There is still parasitic loss during the day.  This increases with the temp of the thermal mass, which is why combining masonry heaters with solar thermal masses was never a popular strategy...its a bad idea.

You would want to shop for glazing that is both low-E AND high solar gain coefficient (SHGC) to avoid these losses.  This glazing exists, but is not widely available or cheap.  In the north, people usually buy low-E, and in the south, low SHGC.  So most mass-produced windows are both.  In the end, such solar glazing would likely be more expensive than superinsulation.

Thermal shutters were another technology that had poorer than expected performance, and was generally a PITA.  Do you open the shutters on cloudy days?   Do you look at a forecast in the morning?  If the sun is coming out for an hour or two, do you then open, or not?  What if it gets cloudy for an hour in the middle of the day...do you close up then?  A half hour?  Most people eventually get bored and give it up, and eat the higher parasitic losses for the life of the structure.

A lot of glazing will overheat if it has a shutter and the sun is shining...and the seals will fail.  So you would probably need to open them on cloudy days lest the sun come out while you were away or didn't notice an ruin your expensive glazing.

If you went active solar for space heating, you would almost certainly NOT run it into the masonry.  You would likely put it into an insulated water tank in the basement.  This way you could use it for domestic hot water 12 mos a year (if it were sized for space heating).  Not only is this cheaper thermal mass, it also give you control.  If you messed up and overheated your space, you would need to open a window ( a common occurrence in passive solar heated structures, especially in the shoulder seasons ) and would have to shut down the active solar.  This overheating problem does not occur with the water tank....you can circulate the heat or not to conventional hydronic radiation with a thermostat if you want.


----------



## byQ (Dec 27, 2016)

I would just go with 'normal' double pane glass. Great windows with multi panes and gas filled costing a fortune can be outperformed several times over via low cost shutters made of rigid board insulation and a neoprene seal. Some monks did it this simple way and have had no problems with seals. Those windows would need to be shatter proof (for when you forgot to open the shutters on a sunny day or windows might crack).
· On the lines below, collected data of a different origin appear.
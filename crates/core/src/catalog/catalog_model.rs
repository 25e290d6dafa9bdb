//! Catalog item domain models.
//!
//! Catalog items are reusable material/service definitions referenced by
//! contract line items. The registry fields tie an item back to the public
//! procurement registry it was imported from.

use rust_decimal::Decimal;
use serde::{Deserialize, Serialize};

/// Domain model representing a catalog item.
#[derive(Debug, Clone, PartialEq, Serialize, Deserialize)]
#[serde(rename_all = "camelCase")]
pub struct CatalogItem {
    pub id: String,
    pub description: String,
    #[serde(default)]
    pub category: Option<String>,
    pub unit: String,
    pub unit_price: Decimal,
    #[serde(default)]
    pub registry_catalog: Option<String>,
    #[serde(default)]
    pub registry_class: Option<String>,
    #[serde(default)]
    pub registry_subclass: Option<String>,
    #[serde(default)]
    pub specification: Option<String>,
    #[serde(default)]
    pub keywords: Vec<String>,
    #[serde(default)]
    pub notes: Option<String>,
}

/// Input model for creating a new catalog item.
#[derive(Debug, Clone, Serialize, Deserialize)]
#[serde(rename_all = "camelCase")]
pub struct NewCatalogItem {
    pub id: Option<String>,
    pub description: String,
    #[serde(default)]
    pub category: Option<String>,
    #[serde(default)]
    pub unit: Option<String>,
    #[serde(default)]
    pub unit_price: Option<Decimal>,
    #[serde(default)]
    pub registry_catalog: Option<String>,
    #[serde(default)]
    pub registry_class: Option<String>,
    #[serde(default)]
    pub registry_subclass: Option<String>,
    #[serde(default)]
    pub specification: Option<String>,
    #[serde(default)]
    pub keywords: Vec<String>,
    #[serde(default)]
    pub notes: Option<String>,
}

/// Wholesale update of a catalog item.
#[derive(Debug, Clone, Serialize, Deserialize)]
#[serde(rename_all = "camelCase")]
pub struct CatalogItemUpdate {
    pub description: String,
    #[serde(default)]
    pub category: Option<String>,
    #[serde(default)]
    pub unit: Option<String>,
    #[serde(default)]
    pub unit_price: Option<Decimal>,
    #[serde(default)]
    pub registry_catalog: Option<String>,
    #[serde(default)]
    pub registry_class: Option<String>,
    #[serde(default)]
    pub registry_subclass: Option<String>,
    #[serde(default)]
    pub specification: Option<String>,
    #[serde(default)]
    pub keywords: Vec<String>,
    #[serde(default)]
    pub notes: Option<String>,
}
//! Organization profile domain models.
//!
//! The profile carries the institution's identity and branding used on
//! exported documents. Logo and coat-of-arms images are embedded as data
//! URLs, which is why the serialized payload is size-capped.

use chrono::{DateTime, Utc};
use serde::{Deserialize, Serialize};

/// Domain model representing the organization profile. At most one exists.
#[derive(Debug, Clone, PartialEq, Serialize, Deserialize)]
#[serde(rename_all = "camelCase")]
pub struct OrgEntity {
    pub id: String,
    pub name: String,
    pub full_name: String,
    #[serde(default)]
    pub document_number: Option<String>,
    #[serde(default)]
    pub address: Option<String>,
    #[serde(default)]
    pub phone: Option<String>,
    #[serde(default)]
    pub email: Option<String>,
    #[serde(default)]
    pub website: Option<String>,
    #[serde(default)]
    pub logo_url: Option<String>,
    #[serde(default)]
    pub coat_of_arms_url: Option<String>,
    pub created_at: DateTime<Utc>,
}

/// Input model for creating the organization profile.
#[derive(Debug, Clone, Serialize, Deserialize)]
#[serde(rename_all = "camelCase")]
pub struct NewOrgEntity {
    pub id: Option<String>,
    pub name: String,
    pub full_name: String,
    #[serde(default)]
    pub document_number: Option<String>,
    #[serde(default)]
    pub address: Option<String>,
    #[serde(default)]
    pub phone: Option<String>,
    #[serde(default)]
    pub email: Option<String>,
    #[serde(default)]
    pub website: Option<String>,
    #[serde(default)]
    pub logo_url: Option<String>,
    #[serde(default)]
    pub coat_of_arms_url: Option<String>,
}

/// Wholesale update of the organization profile.
#[derive(Debug, Clone, Serialize, Deserialize)]
#[serde(rename_all = "camelCase")]
pub struct OrgEntityUpdate {
    pub name: String,
    pub full_name: String,
    #[serde(default)]
    pub document_number: Option<String>,
    #[serde(default)]
    pub address: Option<String>,
    #[serde(default)]
    pub phone: Option<String>,
    #[serde(default)]
    pub email: Option<String>,
    #[serde(default)]
    pub website: Option<String>,
    #[serde(default)]
    pub logo_url: Option<String>,
    #[serde(default)]
    pub coat_of_arms_url: Option<String>,
}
On days where the sun wasn't shining, you would need to 'charge' the wall via burning firewood. I would close the shutters and fire up one or two of the masonry heaters. As far as heat needed, (and when to open/close shutters) you would need to just feel your way through the system and find what works.

Probably if you were to combine your super insulation with 'the wall' you might only need a little wall and not so much south glass. And maybe one micro masonry heater built into the little wall or a mini minisplit.


----------



## woodgeek (Dec 27, 2016)

Compute the thermal mass of the drywall in a conventional house, as compared with a masonry heater.  

The thermal 'cruise' time for a structure is the thermal mass times its thermal resistance to the outside.  Once you insulate properly, the cruise time becomes long without adding any (extra) thermal mass.  In other words, you have to have poor insulation for the thermal mass to have any real function.  So insulation gives comfort, lower energy needs AND buffering of wood heat and solar input, while thermal mass only gives the last two.


----------



## St. Coemgen (Dec 30, 2016)

As others already said, it has been done. Nothing new.

Seriously, stop trying to re-invent the wheel in these posts. If you are interested in "free" and passive heating, just build an Earthship.


----------



## Circus (Dec 31, 2016)

byQ said:


> I don't think anybody has built this before.
> 
> 
> I bet this 'Great Wall of Heat' would use less than 1 cord of firewood a year.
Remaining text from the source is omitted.